*Task to complete*
For this exercise, set down all the records exactly as given.

(Stored data entries)
=== Section Start ===

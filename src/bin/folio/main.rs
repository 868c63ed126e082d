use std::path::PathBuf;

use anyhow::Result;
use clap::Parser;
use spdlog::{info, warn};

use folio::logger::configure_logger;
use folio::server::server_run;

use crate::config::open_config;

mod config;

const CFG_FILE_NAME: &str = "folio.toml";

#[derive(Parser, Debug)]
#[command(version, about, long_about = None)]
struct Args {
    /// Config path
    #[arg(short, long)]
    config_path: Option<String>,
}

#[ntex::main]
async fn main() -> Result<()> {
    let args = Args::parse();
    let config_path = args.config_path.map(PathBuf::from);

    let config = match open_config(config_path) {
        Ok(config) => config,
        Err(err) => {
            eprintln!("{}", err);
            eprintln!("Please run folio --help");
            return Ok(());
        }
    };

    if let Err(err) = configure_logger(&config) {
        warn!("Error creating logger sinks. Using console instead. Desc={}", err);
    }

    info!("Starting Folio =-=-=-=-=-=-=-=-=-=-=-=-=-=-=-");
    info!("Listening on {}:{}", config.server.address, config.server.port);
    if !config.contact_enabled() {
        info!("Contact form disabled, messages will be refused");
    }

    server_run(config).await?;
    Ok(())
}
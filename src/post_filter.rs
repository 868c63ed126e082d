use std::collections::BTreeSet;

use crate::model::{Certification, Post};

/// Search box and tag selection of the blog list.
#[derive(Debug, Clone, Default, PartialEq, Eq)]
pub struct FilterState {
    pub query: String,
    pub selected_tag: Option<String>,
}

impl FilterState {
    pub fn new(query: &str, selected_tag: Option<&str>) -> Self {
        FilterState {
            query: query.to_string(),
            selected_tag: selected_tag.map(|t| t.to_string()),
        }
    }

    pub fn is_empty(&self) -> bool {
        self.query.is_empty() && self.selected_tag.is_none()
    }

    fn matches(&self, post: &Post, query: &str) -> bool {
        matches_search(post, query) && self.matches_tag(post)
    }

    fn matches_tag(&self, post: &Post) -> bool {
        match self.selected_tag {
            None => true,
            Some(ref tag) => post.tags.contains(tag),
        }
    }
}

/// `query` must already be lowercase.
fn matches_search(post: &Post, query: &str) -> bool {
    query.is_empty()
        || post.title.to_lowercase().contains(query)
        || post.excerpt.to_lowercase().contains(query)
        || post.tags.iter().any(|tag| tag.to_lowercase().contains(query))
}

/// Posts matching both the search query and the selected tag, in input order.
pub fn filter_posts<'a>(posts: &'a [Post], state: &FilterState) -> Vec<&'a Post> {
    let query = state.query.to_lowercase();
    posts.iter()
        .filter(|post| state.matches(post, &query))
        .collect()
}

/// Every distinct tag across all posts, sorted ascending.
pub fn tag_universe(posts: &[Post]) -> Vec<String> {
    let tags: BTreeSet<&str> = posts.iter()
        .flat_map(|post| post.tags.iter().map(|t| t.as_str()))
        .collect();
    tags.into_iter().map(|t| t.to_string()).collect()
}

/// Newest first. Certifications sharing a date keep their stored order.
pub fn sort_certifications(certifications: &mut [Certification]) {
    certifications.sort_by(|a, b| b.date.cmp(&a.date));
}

=== Section End ===

*Exercise output*
filename src/bin/folio/main.rs
repository 868c63ed126e082d
use std::path::PathBuf;

use anyhow::Result;
use clap::Parser;
use spdlog::{info, warn};

use folio::logger::configure_logger;
use folio::server::server_run;

use crate::config::open_config;

mod config;

const CFG_FILE_NAME: &str = "folio.toml";

#[derive(Parser, Debug)]
#[command(version, about, long_about = None)]
struct Args {
    /// Config path
    #[arg(short, long)]
    config_path: Option<String>,
}

#[ntex::main]
async fn main() -> Result<()> {
    let args = Args::parse();
    let config_path = args.config_path.map(PathBuf::from);

    let config = match open_config(config_path) {
        Ok(config) => config,
        Err(err) => {
            eprintln!("{}", err);
            eprintln!("Please run folio --help");
            return Ok(());
        }
    };

    if let Err(err) = configure_logger(&config) {
        warn!("Error creating logger sinks. Using console instead. Desc={}", err);
    }

    info!("Starting Folio =-=-=-=-=-=-=-=-=-=-=-=-=-=-=-");
    info!("Listening on {}:{}", config.server.address, config.server.port);
    if !config.contact_enabled() {
        info!("Contact form disabled, messages will be refused");
    }

    server_run(config).await?;
    Ok(())
}
filename src/post_filter.rs
repository 868c63ed126e082d
use std::collections::BTreeSet;

use crate::model::{Certification, Post};

/// Search box and tag selection of the blog list.
#[derive(Debug, Clone, Default, PartialEq, Eq)]
pub struct FilterState {
    pub query: String,
    pub selected_tag: Option<String>,
}

impl FilterState {
    pub fn new(query: &str, selected_tag: Option<&str>) -> Self {
        FilterState {
            query: query.to_string(),
            selected_tag: selected_tag.map(|t| t.to_string()),
        }
    }

    pub fn is_empty(&self) -> bool {
        self.query.is_empty() && self.selected_tag.is_none()
    }

    fn matches(&self, post: &Post, query: &str) -> bool {
        matches_search(post, query) && self.matches_tag(post)
    }

    fn matches_tag(&self, post: &Post) -> bool {
        match self.selected_tag {
            None => true,
            Some(ref tag) => post.tags.contains(tag),
        }
    }
}

/// `query` must already be lowercase.
fn matches_search(post: &Post, query: &str) -> bool {
    query.is_empty()
        || post.title.to_lowercase().contains(query)
        || post.excerpt.to_lowercase().contains(query)
        || post.tags.iter().any(|tag| tag.to_lowercase().contains(query))
}

/// Posts matching both the search query and the selected tag, in input order.
pub fn filter_posts<'a>(posts: &'a [Post], state: &FilterState) -> Vec<&'a Post> {
    let query = state.query.to_lowercase();
    posts.iter()
        .filter(|post| state.matches(post, &query))
        .collect()
}

/// Every distinct tag across all posts, sorted ascending.
pub fn tag_universe(posts: &[Post]) -> Vec<String> {
    let tags: BTreeSet<&str> = posts.iter()
        .flat_map(|post| post.tags.iter().map(|t| t.as_str()))
        .collect();
    tags.into_iter().map(|t| t.to_string()).collect()
}

/// Newest first. Certifications sharing a date keep their stored order.
pub fn sort_certifications(certifications: &mut [Certification]) {
    certifications.sort_by(|a, b| b.date.cmp(&a.date));
}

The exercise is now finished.